文春への情報提供者の“捜査”が委員会の目的か
昨年3月に元西播磨県民局長がメディアなどに匿名で伝えた斎藤知事の疑惑について、第三者委員会が今年3月、斎藤知事の11件のパワハラを認定する報告を出している。今回登場したのはこれと別の“第2の第三者委員会”だ。
「県は告発者を特定する過程で元県民局長の県公用パソコンを取り上げています。その中にあったファイルだとするものを昨年11月末から立花氏やNHK党副党首の丸山穂高氏がSNSで次々と公開したんです。内容は私的なもので、知られれば7月に自死とみられる急死をしていた元県民局長の名誉を傷つけるものでした。
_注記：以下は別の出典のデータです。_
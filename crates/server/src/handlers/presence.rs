use crate::config::AppState;
use axum::{extract::State, Json};
use serde::Serialize;

#[derive(Debug, Serialize)]
pub struct PresenceList {
    pub online: Vec<String>,
}

/// GET /presence
pub async fn get_presence(State(state): State<AppState>) -> Json<PresenceList> {
    Json(PresenceList {
        online: state.presence.online(),
    })
}
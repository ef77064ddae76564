//! Persistence boundary
//!
//! SQLite storage for every record the realtime layer owns, with the
//! conditional writes the booking and delivery invariants rely on.

pub mod sqlite_store;

pub use sqlite_store::SqliteStore;
//! HTTP and WebSocket handlers

pub mod chat;
pub mod notifications;
pub mod presence;
pub mod sessions;
pub mod ws;

pub use crate::config::AppState;

pub use chat::{list_conversations, list_messages, open_conversation};
pub use notifications::{clear_notifications, list_notifications, mark_all_read, mark_read};
pub use presence::get_presence;
pub use sessions::{book_session, list_sessions, submit_review, update_status};
pub use ws::{dispatch, ws_handler};
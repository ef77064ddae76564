use crate::error::{Error, Result};
use crate::models::Identity;
use axum::{extract::FromRequestParts, http::request::Parts};

/// The authenticated caller of a request or connection
#[derive(Clone, Debug)]
pub struct Ctx {
    identity: Identity,
}

impl Ctx {
    pub fn new(identity: Identity) -> Self {
        Self { identity }
    }

    pub fn identity(&self) -> &Identity {
        &self.identity
    }

    pub fn id(&self) -> &str {
        &self.identity.id
    }
}

impl<S> FromRequestParts<S> for Ctx
where
    S: Send + Sync,
{
    type Rejection = Error;

    async fn from_request_parts(parts: &mut Parts, _state: &S) -> Result<Self> {
        parts
            .extensions
            .get::<Ctx>()
            .cloned()
            .ok_or_else(|| Error::Authentication("no authenticated caller".into()))
    }
}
これらのファイルが“本物”なら県が保管する個人情報が漏えいしたことになるため、県は県警に捜査を依頼したり、立花氏らのポストの削除要請をSNS運用者に行なうべきではないかという指摘が斎藤知事の記者会見で上がりました。しかし斎藤知事は、立花氏らがポストしたファイルなどが本物か『中身を確認する必要がある』といって第三者委員会を作りました」(県政担当記者)
だが、この委員会はしばらく謎の存在だった。
「メンバーも調査対象も県は一切発表しなかったんです。なのに県議会に活動費として600万円の予算を求めてきました。これに議会側が反発、県に活動内容の公表を求めました。そして第2の第三者委員会が県当局に調査結果を提出した3月31日になってようやく県は、この委員会の『調査実施要綱』を明らかにしたんです。
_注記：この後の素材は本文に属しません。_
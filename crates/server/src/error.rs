use axum::{
    http::StatusCode,
    response::{IntoResponse, Response},
    Json,
};
use serde::Serialize;
use serde_json::json;
use tracing::error;

#[derive(Debug, thiserror::Error)]
pub enum Error {
    /// Bad, missing or expired credential
    #[error("authentication failed: {0}")]
    Authentication(String),

    /// Acting outside the caller's role or ownership
    #[error("not permitted: {0}")]
    Authorization(String),

    #[error("{0} not found")]
    NotFound(String),

    /// Duplicate request, slot collision or stale transition
    #[error("conflict: {0}")]
    Conflict(String),

    #[error("invalid request: {0}")]
    Validation(String),

    /// Store failure. Detail is logged, never returned to the caller.
    #[error("internal failure")]
    Persistence(String),
}

pub type Result<T> = core::result::Result<T, Error>;

impl Error {
    pub fn kind(&self) -> &'static str {
        match self {
            Error::Authentication(_) => "authentication",
            Error::Authorization(_) => "authorization",
            Error::NotFound(_) => "not_found",
            Error::Conflict(_) => "conflict",
            Error::Validation(_) => "validation",
            Error::Persistence(_) => "internal",
        }
    }

    pub fn status(&self) -> StatusCode {
        match self {
            Error::Authentication(_) => StatusCode::UNAUTHORIZED,
            Error::Authorization(_) => StatusCode::FORBIDDEN,
            Error::NotFound(_) => StatusCode::NOT_FOUND,
            Error::Conflict(_) => StatusCode::CONFLICT,
            Error::Validation(_) => StatusCode::BAD_REQUEST,
            Error::Persistence(_) => StatusCode::INTERNAL_SERVER_ERROR,
        }
    }

    /// Structured form sent to callers over HTTP and the socket
    pub fn body(&self) -> ErrorBody {
        if let Error::Persistence(detail) = self {
            error!("[Store] {}", detail);
        }
        ErrorBody {
            kind: self.kind(),
            message: self.to_string(),
        }
    }
}

#[derive(Debug, Clone, Serialize)]
pub struct ErrorBody {
    pub kind: &'static str,
    pub message: String,
}

impl IntoResponse for Error {
    fn into_response(self) -> Response {
        let status = self.status();
        let body = Json(json!({ "error": self.body() }));
        (status, body).into_response()
    }
}

impl From<sqlx::Error> for Error {
    fn from(err: sqlx::Error) -> Self {
        Error::Persistence(err.to_string())
    }
}

impl From<serde_json::Error> for Error {
    fn from(err: serde_json::Error) -> Self {
        Error::Validation(err.to_string())
    }
}

/// True when the failure is a unique-constraint violation
pub fn is_unique_violation(err: &sqlx::Error) -> bool {
    matches!(err, sqlx::Error::Database(db) if db.is_unique_violation())
}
これにより、「立花・丸山両氏が拡散させた4つのデータ」だけでなく、「週刊文春電子版が報じた記事につけられた6件の県内部資料」の真偽を調べることが委員会の目的であると分かりました。
文春の記事は、斎藤知事の指示を受け告発者捜しが行なわれた経緯などを伝えたもので、基になったのは無論、私的なデータではありません。しかし委員会は両者をともに“ネット情報”と呼んで同列視していたのです」(県議会関係者)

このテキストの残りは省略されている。